THE RED CRITIQUE
Left Populisms
There is a new joke circulating in the post-vote liberal press: prominent sections of the Left are now advising that in order to avoid any further drift into irrelevance it should compromise its principles and adopt a new Bible-toting symbolism capable of appealing to the swing voters of Middle America. The punch line, of course, is the notion that the Left has any principles left to compromise! Principles require a non-cynical approach to the political, and cynicism is precisely the strategy the Left has embraced so it can justify its pragmatic opportunism as the height of "enlightened" thinking.
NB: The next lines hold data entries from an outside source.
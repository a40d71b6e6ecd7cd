use std::collections::{HashMap, HashSet};

use ammonia::Builder;

use crate::ast::{KindAttrs, Node, NodeKind, NodeRef, Tree};
use crate::error::ParseError;
use crate::escape::{escape_html, unescape_braces};
use crate::list::{self, Counters};
use crate::options::HtmlEmitOptions;
use crate::resolver::{Resolver, escape_non_commands};

/// Emits HTML for the whole tree with default options.
pub fn emit_html(tree: &Tree) -> Result<String, ParseError> {
    emit_html_with_options(tree, &HtmlEmitOptions::default())
}

pub fn emit_html_with_options(tree: &Tree, options: &HtmlEmitOptions) -> Result<String, ParseError> {
    // Deterministic formatting: 2-space indentation and LF newlines.
    let resolver = Resolver::new(tree, options.max_depth);
    let mut emitter = Emitter {
        tree,
        options,
        resolver: &resolver,
        headings: Counters::default(),
        writer: HtmlWriter::new(),
    };
    emitter.node(tree.root())?;
    tracing::debug!(nodes = tree.len(), "emitted html");
    Ok(emitter.writer.finish())
}

/// Emits HTML and filters it through a safe allow-list.
pub fn emit_html_sanitized(tree: &Tree, options: &HtmlEmitOptions) -> Result<String, ParseError> {
    let raw_html = emit_html_with_options(tree, options)?;

    let tags: HashSet<&'static str> = [
        "a",
        "blockquote",
        "br",
        "code",
        "div",
        "figcaption",
        "figure",
        "h1",
        "h2",
        "h3",
        "i",
        "img",
        "p",
        "pre",
        "span",
        "strong",
    ]
    .iter()
    .copied()
    .collect();

    let generic_attributes: HashSet<&'static str> =
        ["class", "id", "style"].iter().copied().collect();

    let mut tag_attributes = HashMap::new();
    tag_attributes.insert("a", ["href", "target"].iter().copied().collect());
    tag_attributes.insert("img", ["src"].iter().copied().collect());

    let mut generic_attribute_prefixes = HashSet::new();
    generic_attribute_prefixes.insert("data-");

    Ok(Builder::new()
        .tags(tags)
        .generic_attributes(generic_attributes)
        .tag_attributes(tag_attributes)
        .generic_attribute_prefixes(generic_attribute_prefixes)
        .clean(&raw_html)
        .to_string())
}

pub(crate) struct HtmlWriter {
    out: String,
    indent: usize,
}

impl HtmlWriter {
    pub(crate) fn new() -> Self {
        Self {
            out: String::new(),
            indent: 0,
        }
    }

    fn line(&mut self, line: &str) {
        for _ in 0..self.indent {
            self.out.push_str("  ");
        }
        self.out.push_str(line);
        self.out.push('\n');
    }

    pub(crate) fn finish(mut self) -> String {
        if self.out.ends_with('\n') {
            self.out.pop();
        }
        self.out
    }
}

struct Emitter<'a> {
    tree: &'a Tree,
    options: &'a HtmlEmitOptions,
    resolver: &'a Resolver<'a>,
    headings: Counters,
    writer: HtmlWriter,
}

impl Emitter<'_> {
    fn node(&mut self, node_ref: NodeRef) -> Result<(), ParseError> {
        let tree = self.tree;
        let node = tree.node(node_ref);
        match node.kind {
            NodeKind::Section | NodeKind::Column => self.container(node_ref),
            NodeKind::Header | NodeKind::Subheader | NodeKind::Subsubheader => {
                let number = self.heading_number(node);
                write_heading(&mut self.writer, node, self.resolver, 0, number.as_deref())
            }
            NodeKind::Text => write_text(&mut self.writer, node, self.resolver),
            NodeKind::Code => {
                write_code(&mut self.writer, node, self.options);
                Ok(())
            }
            NodeKind::List => write_list(&mut self.writer, node, self.resolver, 0),
            NodeKind::Image => write_image(&mut self.writer, node, self.resolver),
            NodeKind::Blockquote => write_quote(&mut self.writer, node, self.resolver),
        }
    }

    fn container(&mut self, node_ref: NodeRef) -> Result<(), ParseError> {
        let tree = self.tree;
        let node = tree.node(node_ref);
        let children = tree.children(node_ref);
        let columns = children
            .iter()
            .filter(|child| tree.node(**child).kind == NodeKind::Column)
            .count()
            .clamp(1, 3);
        let bg = format!("bg{}", node.attrs.bg().unwrap_or(1));
        let columns = format!("columns{}", columns);
        let classes = class_list(&[bg.as_str(), columns.as_str(), node.attrs.class.as_str()]);
        self.writer.line(&format!(
            "<div id=\"{}\" class=\"{}\" data-theme=\"{}\"{}>",
            node.id,
            classes,
            self.options.theme,
            style_attr(node)
        ));
        self.writer.indent += 1;
        for child in children {
            self.node(*child)?;
        }
        self.writer.indent -= 1;
        self.writer.line("</div>");
        Ok(())
    }

    fn heading_number(&mut self, node: &Node) -> Option<String> {
        let level = usize::from(node.kind.heading_level()?);
        if !node.heading()?.numbered {
            return None;
        }
        self.headings.advance(level);
        Some(format!("{}.", self.headings.label(level)))
    }
}

/// Space-separated non-empty parts, escaped for a quoted attribute.
fn class_list(parts: &[&str]) -> String {
    let joined = parts
        .iter()
        .map(|part| part.trim())
        .filter(|part| !part.is_empty())
        .collect::<Vec<_>>()
        .join(" ");
    escape_html(&joined).into_owned()
}

fn class_attr(class: &str) -> String {
    let classes = class_list(&[class]);
    if classes.is_empty() {
        String::new()
    } else {
        format!(" class=\"{}\"", classes)
    }
}

fn style_attr(node: &Node) -> String {
    let mut style = String::new();
    if let Some(align) = node.attrs.align().filter(|align| !align.is_empty()) {
        style.push_str(&format!("text-align:{};", align));
    }
    if let KindAttrs::Image(image) = &node.attrs.specific {
        if !image.maxwidth.is_empty() {
            style.push_str(&format!("max-width:{};", image.maxwidth));
        }
    }
    if node.attrs.notopmarg() {
        style.push_str("margin-top: 0px;");
    }
    if style.is_empty() {
        return style;
    }
    format!(" style=\"{}\"", escape_html(&style))
}

pub(crate) fn write_heading(
    writer: &mut HtmlWriter,
    node: &Node,
    resolver: &Resolver<'_>,
    depth: usize,
    number: Option<&str>,
) -> Result<(), ParseError> {
    let level = node.kind.heading_level().unwrap_or(1);
    let label = node.heading().map(|h| h.label.as_str()).unwrap_or_default();
    let text = resolver.resolve(&escape_non_commands(label), depth)?;
    let prefix = number.map(|n| format!("{} ", n)).unwrap_or_default();
    writer.line(&format!(
        "<h{level} id=\"{}\"{}{}>{}{}</h{level}>",
        node.id,
        class_attr(&node.attrs.class),
        style_attr(node),
        prefix,
        text
    ));
    Ok(())
}

fn write_text(writer: &mut HtmlWriter, node: &Node, resolver: &Resolver<'_>) -> Result<(), ParseError> {
    let raw = node.body().unwrap_or_default();
    if raw.trim() == "\\tableofcontents" {
        // Block-level contents cannot sit inside a paragraph.
        writer.line(&format!(
            "<div id=\"{}\" class=\"{}\"{}>",
            node.id,
            class_list(&["toc-block", node.attrs.class.as_str()]),
            style_attr(node)
        ));
        writer.indent += 1;
        for line in resolver.resolve(raw.trim(), 0)?.lines() {
            writer.line(line);
        }
        writer.indent -= 1;
        writer.line("</div>");
        return Ok(());
    }
    let body = escape_non_commands(raw).replace('\n', "<br />");
    let text = resolver.resolve(&body, 0)?;
    writer.line(&format!(
        "<p id=\"{}\"{}{}>{}</p>",
        node.id,
        class_attr(&node.attrs.class),
        style_attr(node),
        text
    ));
    Ok(())
}

fn write_code(writer: &mut HtmlWriter, node: &Node, options: &HtmlEmitOptions) {
    let bg = format!("bg{}", node.attrs.bg().unwrap_or(2));
    let classes = class_list(&[bg.as_str(), "code", node.attrs.class.as_str()]);
    writer.line(&format!(
        "<div id=\"{}\" class=\"{}\" data-theme=\"{}\"{}>",
        node.id,
        classes,
        options.theme,
        style_attr(node)
    ));
    writer.indent += 1;
    let lang = match &node.attrs.specific {
        KindAttrs::Code(code) if !code.lang.trim().is_empty() => {
            format!(" class=\"language-{}\"", escape_html(code.lang.trim()))
        }
        _ => String::new(),
    };
    let body = unescape_braces(node.body().unwrap_or_default());
    writer.line(&format!(
        "<pre><code{}>{}</code></pre>",
        lang,
        escape_html(&body)
    ));
    writer.indent -= 1;
    writer.line("</div>");
}

pub(crate) fn write_list(
    writer: &mut HtmlWriter,
    node: &Node,
    resolver: &Resolver<'_>,
    depth: usize,
) -> Result<(), ParseError> {
    let KindAttrs::List(attrs) = &node.attrs.specific else {
        return Ok(());
    };
    let items = list::parse_items(node.body().unwrap_or_default());
    let lines = list::render_items(&items, attrs, resolver, depth)?;
    writer.line(&format!(
        "<pre id=\"{}\" class=\"{}\"{}>{}</pre>",
        node.id,
        class_list(&["list", node.attrs.class.as_str()]),
        style_attr(node),
        lines.join("<br />")
    ));
    Ok(())
}

fn write_image(writer: &mut HtmlWriter, node: &Node, resolver: &Resolver<'_>) -> Result<(), ParseError> {
    let KindAttrs::Image(image) = &node.attrs.specific else {
        return Ok(());
    };
    let src = if image.src.is_empty() {
        node.body().unwrap_or_default()
    } else {
        image.src.as_str()
    };
    writer.line(&format!("<figure id=\"{}\">", node.id));
    writer.indent += 1;
    writer.line(&format!(
        "<img{} src=\"{}\"{} />",
        class_attr(&node.attrs.class),
        escape_html(src.trim()),
        style_attr(node)
    ));
    if !image.caption.is_empty() {
        let caption = resolver.resolve(&escape_non_commands(&image.caption), 0)?;
        let caption = if image.italicize {
            format!("<i>{}</i>", caption)
        } else {
            caption
        };
        writer.line(&format!("<figcaption>{}</figcaption>", caption));
    }
    writer.indent -= 1;
    writer.line("</figure>");
    Ok(())
}

fn write_quote(writer: &mut HtmlWriter, node: &Node, resolver: &Resolver<'_>) -> Result<(), ParseError> {
    let body = escape_non_commands(node.body().unwrap_or_default()).replace('\n', "<br />");
    let text = resolver.resolve(&body, 0)?;
    let bg = format!("bg{}", node.attrs.bg().unwrap_or(1));
    let classes = class_list(&[bg.as_str(), node.attrs.class.as_str()]);
    writer.line(&format!(
        "<blockquote id=\"{}\" class=\"{}\"{}>{}</blockquote>",
        node.id,
        classes,
        style_attr(node),
        text
    ));
    Ok(())
}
The rise to cult celebrity of John Stewart and Comedy Central's The Daily Show is a case in point. Most weeknights The Daily Show entertains a primarily younger audience with a savvily cynical Left take on current events. With shrewd hilarity, Stewart and his cohorts relentlessly puncture the solemnity of the official political discourse in the U.S., all under cover of what is billed as "fake news". "Fake news" is what allows Stewart to evade any political responsibility for the state of political discussion on the Left while remaining an idol of the Left. Laughing the seriousness out of all "principles", Stewart is the "real" idol of a supposedly idol-less Left (and his faking not being an idol only adds to his idol-ness). Yet what Stewart conveniently doesn't get is that in Bush's "America" the fake is what keeps the (manufactured) "real news" looking like reality. The cultural politics of the "fake news" of Comedy Central is to produce the "real fake" so that the Brian Williams and Peter Jennings of the world look less fake.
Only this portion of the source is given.